I have sound sensitivity, and a LOUD child. None of the other kids are loud, and we have his hearing checked a couple of times. Sometimes when we are in the car a DH and DS's are "discussing" things I think I'll snap!Laurie


----------



## bookworm_227 (Feb 28, 2002)

<<< raising hand wildly in the air >>> Pick me! Pick Me! I have that! Gah, I thought I was, er, the only one who had that. Sometimes at a restaraunt - even a quiet one, can just get so loud. I have a hard time in Walmart with all the loud "chatter". I'll ask my husband does he notice it and he'll say, "Notice what?" Not wanting to be diagnosed as schizophrenic I say, "Nothing." But I have a sensitivity to noise. I thought it was just me! Do you have any good websites for that?


----------



## Stillnaked (Jan 19, 2003)

Chattersocks, That's why it took so long for me to admit I could things that weren't happening, I knew they'd lock me up. It's weird, we were talking the other day about it on a different forum. I can't hear what people say to me, but I hear things that aren't there. And the world is SO loud!Laurie


----------



## moldie (Sep 25, 1999)

So, are we talking about noise confusion or sensitivity to loud sounds? Is it that we are easily distracted or is it that we can't stand a lot of noise all at once because it is just plain loud!I guess I would say I seem to have gotten more easily distracted by stimuli around me since having fibro. In other words I seem to have more difficulty concentrating or focusing on one thing when other things are happening around me.I also have an aversion to loud sounds. In fact loud sounds produce a startling reaction from me, much like we see in an infant. I jump at loud sounds.
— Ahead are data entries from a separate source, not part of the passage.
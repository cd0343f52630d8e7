//! PostgreSQL version ledger.

use async_trait::async_trait;
use sqlx::postgres::{PgConnection, PgPool};
use sqlx::{Postgres, Transaction};
use tracing::debug;

use filevault_core::error::{AppError, ErrorKind};
use filevault_core::result::AppResult;
use filevault_core::types::{FileId, FileVersionId, OwnerId};
use filevault_entity::file::{File, FileVersion, FileWithVersions};

use super::{LedgerTransaction, VersionLedger, check_next_version_number};

/// SQLSTATE codes that mean "another transaction got there first".
const SERIALIZATION_FAILURE: &str = "40001";
const DEADLOCK_DETECTED: &str = "40P01";

/// Ledger backed by the `files` and `file_versions` tables.
#[derive(Debug, Clone)]
pub struct PgLedger {
    pool: PgPool,
}

impl PgLedger {
    /// Create a new ledger over an existing pool.
    pub fn new(pool: PgPool) -> Self {
        Self { pool }
    }
}

/// Map a sqlx error, turning constraint and serialization failures into conflicts.
fn map_db_error(e: sqlx::Error, context: &str) -> AppError {
    if let sqlx::Error::Database(ref db_err) = e {
        if db_err.is_unique_violation() {
            let constraint = db_err.constraint().unwrap_or("unique").to_string();
            return AppError::with_source(
                ErrorKind::Conflict,
                format!("{context}: concurrent write violated {constraint}"),
                e,
            );
        }
        if db_err.is_foreign_key_violation() {
            return AppError::with_source(
                ErrorKind::Conflict,
                format!("{context}: file was deleted by a concurrent request"),
                e,
            );
        }
        if matches!(
            db_err.code().as_deref(),
            Some(SERIALIZATION_FAILURE) | Some(DEADLOCK_DETECTED)
        ) {
            return AppError::with_source(
                ErrorKind::Conflict,
                format!("{context}: transaction lost a write race"),
                e,
            );
        }
    }
    AppError::with_source(ErrorKind::Database, context.to_string(), e)
}

async fn fetch_file(
    conn: &mut PgConnection,
    owner_id: OwnerId,
    file_name: &str,
) -> AppResult<Option<File>> {
    sqlx::query_as::<_, File>("SELECT * FROM files WHERE owner_id = $1 AND file_name = $2")
        .bind(owner_id)
        .bind(file_name)
        .fetch_optional(&mut *conn)
        .await
        .map_err(|e| map_db_error(e, "Failed to find file"))
}

async fn fetch_versions(conn: &mut PgConnection, file_id: FileId) -> AppResult<Vec<FileVersion>> {
    sqlx::query_as::<_, FileVersion>(
        "SELECT * FROM file_versions WHERE file_id = $1 ORDER BY version_number ASC",
    )
    .bind(file_id)
    .fetch_all(&mut *conn)
    .await
    .map_err(|e| map_db_error(e, "Failed to list file versions"))
}

async fn fetch_file_with_versions(
    conn: &mut PgConnection,
    owner_id: OwnerId,
    file_name: &str,
) -> AppResult<Option<FileWithVersions>> {
    let Some(file) = fetch_file(conn, owner_id, file_name).await? else {
        return Ok(None);
    };
    let versions = fetch_versions(conn, file.id).await?;
    Ok(Some(FileWithVersions::new(file, versions)))
}

#[async_trait]
impl VersionLedger for PgLedger {
    fn backend(&self) -> &str {
        "postgres"
    }

    async fn health_check(&self) -> AppResult<bool> {
        sqlx::query_scalar::<_, i32>("SELECT 1")
            .fetch_one(&self.pool)
            .await
            .map(|v| v == 1)
            .map_err(|e| map_db_error(e, "Health check failed"))
    }

    async fn begin(&self) -> AppResult<Box<dyn LedgerTransaction>> {
        let tx = self
            .pool
            .begin()
            .await
            .map_err(|e| map_db_error(e, "Failed to begin transaction"))?;
        Ok(Box::new(PgLedgerTransaction { tx }))
    }

    async fn find_file_with_versions(
        &self,
        owner_id: OwnerId,
        file_name: &str,
    ) -> AppResult<Option<FileWithVersions>> {
        let mut conn = self
            .pool
            .acquire()
            .await
            .map_err(|e| map_db_error(e, "Failed to acquire connection"))?;
        fetch_file_with_versions(&mut conn, owner_id, file_name).await
    }

    async fn list_files(&self, owner_id: OwnerId) -> AppResult<Vec<FileWithVersions>> {
        let mut conn = self
            .pool
            .acquire()
            .await
            .map_err(|e| map_db_error(e, "Failed to acquire connection"))?;

        let files = sqlx::query_as::<_, File>(
            "SELECT * FROM files WHERE owner_id = $1 ORDER BY file_name ASC",
        )
        .bind(owner_id)
        .fetch_all(&mut *conn)
        .await
        .map_err(|e| map_db_error(e, "Failed to list files"))?;

        let mut result = Vec::with_capacity(files.len());
        for file in files {
            let versions = fetch_versions(&mut conn, file.id).await?;
            result.push(FileWithVersions::new(file, versions));
        }
        Ok(result)
    }

    async fn delete_file(&self, file_id: FileId) -> AppResult<bool> {
        let result = sqlx::query("DELETE FROM files WHERE id = $1")
            .bind(file_id)
            .execute(&self.pool)
            .await
            .map_err(|e| map_db_error(e, "Failed to delete file"))?;
        Ok(result.rows_affected() > 0)
    }
}

/// A ledger transaction on a dedicated pooled connection.
///
/// sqlx rolls the transaction back when it is dropped uncommitted.
pub struct PgLedgerTransaction {
    tx: Transaction<'static, Postgres>,
}

#[async_trait]
impl LedgerTransaction for PgLedgerTransaction {
    async fn lock_file_name(&mut self, owner_id: OwnerId, file_name: &str) -> AppResult<()> {
        sqlx::query("SELECT pg_advisory_xact_lock(hashtextextended($1::text || '/' || $2, 0))")
            .bind(owner_id)
            .bind(file_name)
            .execute(&mut *self.tx)
            .await
            .map_err(|e| map_db_error(e, "Failed to lock file name"))?;
        debug!(owner_id = %owner_id, file_name, "Acquired file name lock");
        Ok(())
    }

    async fn find_file_with_versions(
        &mut self,
        owner_id: OwnerId,
        file_name: &str,
    ) -> AppResult<Option<FileWithVersions>> {
        fetch_file_with_versions(&mut self.tx, owner_id, file_name).await
    }

    async fn create_file(&mut self, owner_id: OwnerId, file_name: &str) -> AppResult<File> {
        sqlx::query_as::<_, File>(
            "INSERT INTO files (id, owner_id, file_name) VALUES ($1, $2, $3) RETURNING *",
        )
        .bind(FileId::new())
        .bind(owner_id)
        .bind(file_name)
        .fetch_one(&mut *self.tx)
        .await
        .map_err(|e| map_db_error(e, &format!("Failed to create file '{file_name}'")))
    }

    async fn append_version(
        &mut self,
        file_id: FileId,
        version_number: i32,
        content_digest: &str,
        location: Option<&str>,
    ) -> AppResult<FileVersion> {
        let latest: Option<i32> =
            sqlx::query_scalar("SELECT MAX(version_number) FROM file_versions WHERE file_id = $1")
                .bind(file_id)
                .fetch_one(&mut *self.tx)
                .await
                .map_err(|e| map_db_error(e, "Failed to read latest version"))?;
        check_next_version_number(file_id, latest.unwrap_or(0), version_number)?;

        let id = FileVersionId::new();
        let location = location
            .map(str::to_string)
            .unwrap_or_else(|| FileVersion::pending_location(id));

        sqlx::query_as::<_, FileVersion>(
            "INSERT INTO file_versions (id, file_id, version_number, content_digest, storage_location, is_current) \
             VALUES ($1, $2, $3, $4, $5, TRUE) RETURNING *",
        )
        .bind(id)
        .bind(file_id)
        .bind(version_number)
        .bind(content_digest)
        .bind(&location)
        .fetch_one(&mut *self.tx)
        .await
        .map_err(|e| map_db_error(e, "Failed to create file version"))
    }

    async fn mark_all_not_current(&mut self, file_id: FileId) -> AppResult<u64> {
        let result = sqlx::query(
            "UPDATE file_versions SET is_current = FALSE WHERE file_id = $1 AND is_current",
        )
        .bind(file_id)
        .execute(&mut *self.tx)
        .await
        .map_err(|e| map_db_error(e, "Failed to clear current version"))?;
        Ok(result.rows_affected())
    }

    async fn set_storage_location(
        &mut self,
        version_id: FileVersionId,
        location: &str,
    ) -> AppResult<()> {
        let result = sqlx::query("UPDATE file_versions SET storage_location = $2 WHERE id = $1")
            .bind(version_id)
            .bind(location)
            .execute(&mut *self.tx)
            .await
            .map_err(|e| map_db_error(e, "Failed to record storage location"))?;

        if result.rows_affected() == 0 {
            return Err(AppError::not_found(format!(
                "File version {version_id} not found"
            )));
        }
        Ok(())
    }

    async fn commit(self: Box<Self>) -> AppResult<()> {
        self.tx
            .commit()
            .await
            .map_err(|e| map_db_error(e, "Failed to commit transaction"))
    }

    async fn rollback(self: Box<Self>) -> AppResult<()> {
        self.tx
            .rollback()
            .await
            .map_err(|e| map_db_error(e, "Failed to roll back transaction"))
    }
}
I guess I've always had an aversion to loud sounds, although not so pronounced as since developing fibro. I can't stand game shows and sports particularly on television because they seem too loud to me. It is sort of like my developing sensitivity to bright light since having fibro. This seems to especially occur with sensory overload. All this suggests to me that there is something happening in the brain that is causing this effect.


----------



## bookworm_227 (Feb 28, 2002)

Laurie - the world **is** loud! My sensitivity to sound is not constant but when it does bother me it *really does bother me.* Moulage writes: So, are we talking about noise confusion or sensitivity to loud sounds? Is it that we are easily distracted or is it that we can't stand a lot of noise all at once because it is just plain loud!:::::: Although I have a sensitivity to loud sounds (my biggest complaint) I also have a sensitivity to sound in general. Chatter that is low can become quite loud in my ears. I sometimes hear what I called a high-pitched frequency that's like a thin wire...it's hard to explain. Even the air conditioning unit (which is quiet) can make me a nervous wreck. When I get really involved in something I don't notice it so much but honestly, it sometimes drives me right to the edge of bonkersville.Moulage also writes: I guess I would say I seem to have gotten more easily distracted by stimuli around me since having fibro. In other words I seem to have more difficulty concentrating or focusing on one thing when other things are happening around me.::::: Ditto. I see a doctor today who will begin ruling out things that will lead me to a FM diagnosis. I am the same way. I am tired of having "brain fog" and pain and grogginess and IBS.....I'm tired of it all. I know there is probably not a medication that can help with the FM but I am hoping he'll give me a list of vitamins or soemthing that will help.Moulage writes: I also have an aversion to loud sounds. In fact loud sounds produce a startling reaction from me, much like we see in an infant. I jump at loud sounds. I guess I've always had an aversion to loud sounds, although not so pronounced as since developing fibro. I can't stand game shows and sports particularly on television because they seem too loud to me. It is sort of like my developing sensitivity to bright light since having fibro. This seems to especially occur with sensory overload. ::::::: Sensory overload!!!!!!!!!!! Now I have a name for it. Bwahahahahha! It's not funny but you have hit the nail right on the head. I am exactly the same as you mentioned in the paragraph above!


----------



## Clair (Sep 16, 2000)

Hmmm, I seem to be more sensitive to noise when I'm particularly tired (or I should say when I'm more tired than usual)- then little noises like my boyfriend spraying on his deodroant in the morning become completely unbearable and I stick my head under the covers wishing him to leave the room quickly







The other trouble I have with noise is inability to understand people talking unless its one-on-one, if its in a room with any other noise - they might as well be talking to me in Martian







since I work in a busy village pub that is an awfu lots of times that people are looking at me, mouths are moving and noise of some sort is coming out - but what it is I couldn't tell ya


----------



## Engine23 (Nov 19, 2002)

Try riding around in a fire truck at three in the morning with air horns, two sirens, and a Federal Q.....add in the flashing lights and it can cause a severe headache


----------



## Birgitta (May 30, 2003)

Am I glad to found this site.I also have this sensitivity of noice! I wasnï¿½t like this before the FMS and ME. I always have a noice in my ears and it get stronger when Iï¿½m tired. I have also noticed that I canï¿½t be in large groups of people. Sometimes I just get crazy when itï¿½s blowing outside my windows. When itï¿½s too much sounds I just have to go and hide. I take one of my cats and it can get me peace in my head, do I write so you can understand me what I mean??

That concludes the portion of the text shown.